Certains jours, je suis en forme, prête à me donner à fond. Alors, ces jours-là, je souris plus que jamais, j’accueille tout le monde pour dix, je m’applatis à terre devant les petites princesses, je fais mine d’être terrorisée par les petits pirates, je salue les petits jedis, et je plaisante avec leurs parents. Je m’adapte à toutes les langues, tâche de dire bonjour à chacun dans sa langue à lui. Je réponds en souriant, parfois même avant que la question soit posée. Et je m’éclate à faire tout ça. Et je chante en travaillant, littéralement, parce que ce n’est pas très dur de chanter dans un environnement pareil.

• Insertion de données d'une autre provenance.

use anyhow::{Context, Result, bail};
use clap::Parser;
use std::io::{self, Write};
use std::process::ExitCode;

use tagbook::cli::Cli;
use tagbook::shell::ShellConfig;
use tagbook::shell::history::HistoryConfig;
use tagbook::{LogConfig, Manager, Shell, init_logging};

fn main() -> ExitCode {
    let cli = Cli::parse();

    match run(&cli) {
        Ok(()) => ExitCode::SUCCESS,
        Err(e) => {
            log::error!("{:#}", e);
            eprintln!("Error: {:#}", e);
            ExitCode::FAILURE
        }
    }
}

fn run(cli: &Cli) -> Result<()> {
    let config = cli.app_config()?;
    init_logging(&LogConfig::new(config.log_path()).with_level(cli.log_level))?;
    log::info!("Using data directory {}", config.data_dir().display());

    let mut manager = Manager::new(config.clone())?;

    println!("Welcome to tagbook!");
    if manager.is_first_run() && !cli.register {
        println!("No accounts yet. Start with --register to create one.");
    }

    let username = match &cli.user {
        Some(user) => user.clone(),
        None => prompt_line("Username: ")?,
    };
    let password = rpassword::prompt_password("Password: ").context("Error reading password")?;

    if cli.register {
        let confirm = rpassword::prompt_password("Confirm password: ")
            .context("Error reading password")?;
        if confirm != password {
            bail!("passwords do not match");
        }
        manager.register(&username, &password)?;
        println!("Account '{}' created.", username.trim());
    }

    let mut session = manager.login(&username, &password)?;

    let shell = Shell::with_config(ShellConfig {
        history: HistoryConfig::new(config.history_path(session.username())),
        show_welcome: true,
    });
    shell.run(&mut session)
}

fn prompt_line(prompt: &str) -> Result<String> {
    print!("{}", prompt);
    io::stdout().flush()?;

    let mut input = String::new();
    io::stdin()
        .read_line(&mut input)
        .context("Error reading username")?;
    Ok(input.trim().to_string())
}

Et puis il y a d’autres jours, comme certains cette semaine (qui a été un peu difficile, notamment avec un déménagement sur les chapeaux de roues et des nuits de 3h maximum), où je n’ai pas la force et je me demande même comment je fais pour tenir encore debout alors que je n’ai rien dans le ventre, qu’il fait moins cinq degrés, et qu’aucun visiteur ne daigne même lever les yeux vers moi quand je lui dis bonjour. Ces jours-là, j’ai un peu plus de mal à donner.
Mais s’il y a une chose que j’aime avec ma vie, c’est que quand je suis mal, « au fond », il y a toujours des petits miracles pour me surprendre. Et ces jours-là, il suffit de quelqu’un pour me souhaiter bon courage, quelqu’un qui pose le regard sur mon nom, un sourire sincère ou un enfant qui me lance un « c’était génial ! » à la fin de l’attraction pour que je reprenne un peu de poil de la bête, pour que je tienne une heure de plus, pour que je recommence à faire des blagues aux visiteurs. Comme aujourd’hui.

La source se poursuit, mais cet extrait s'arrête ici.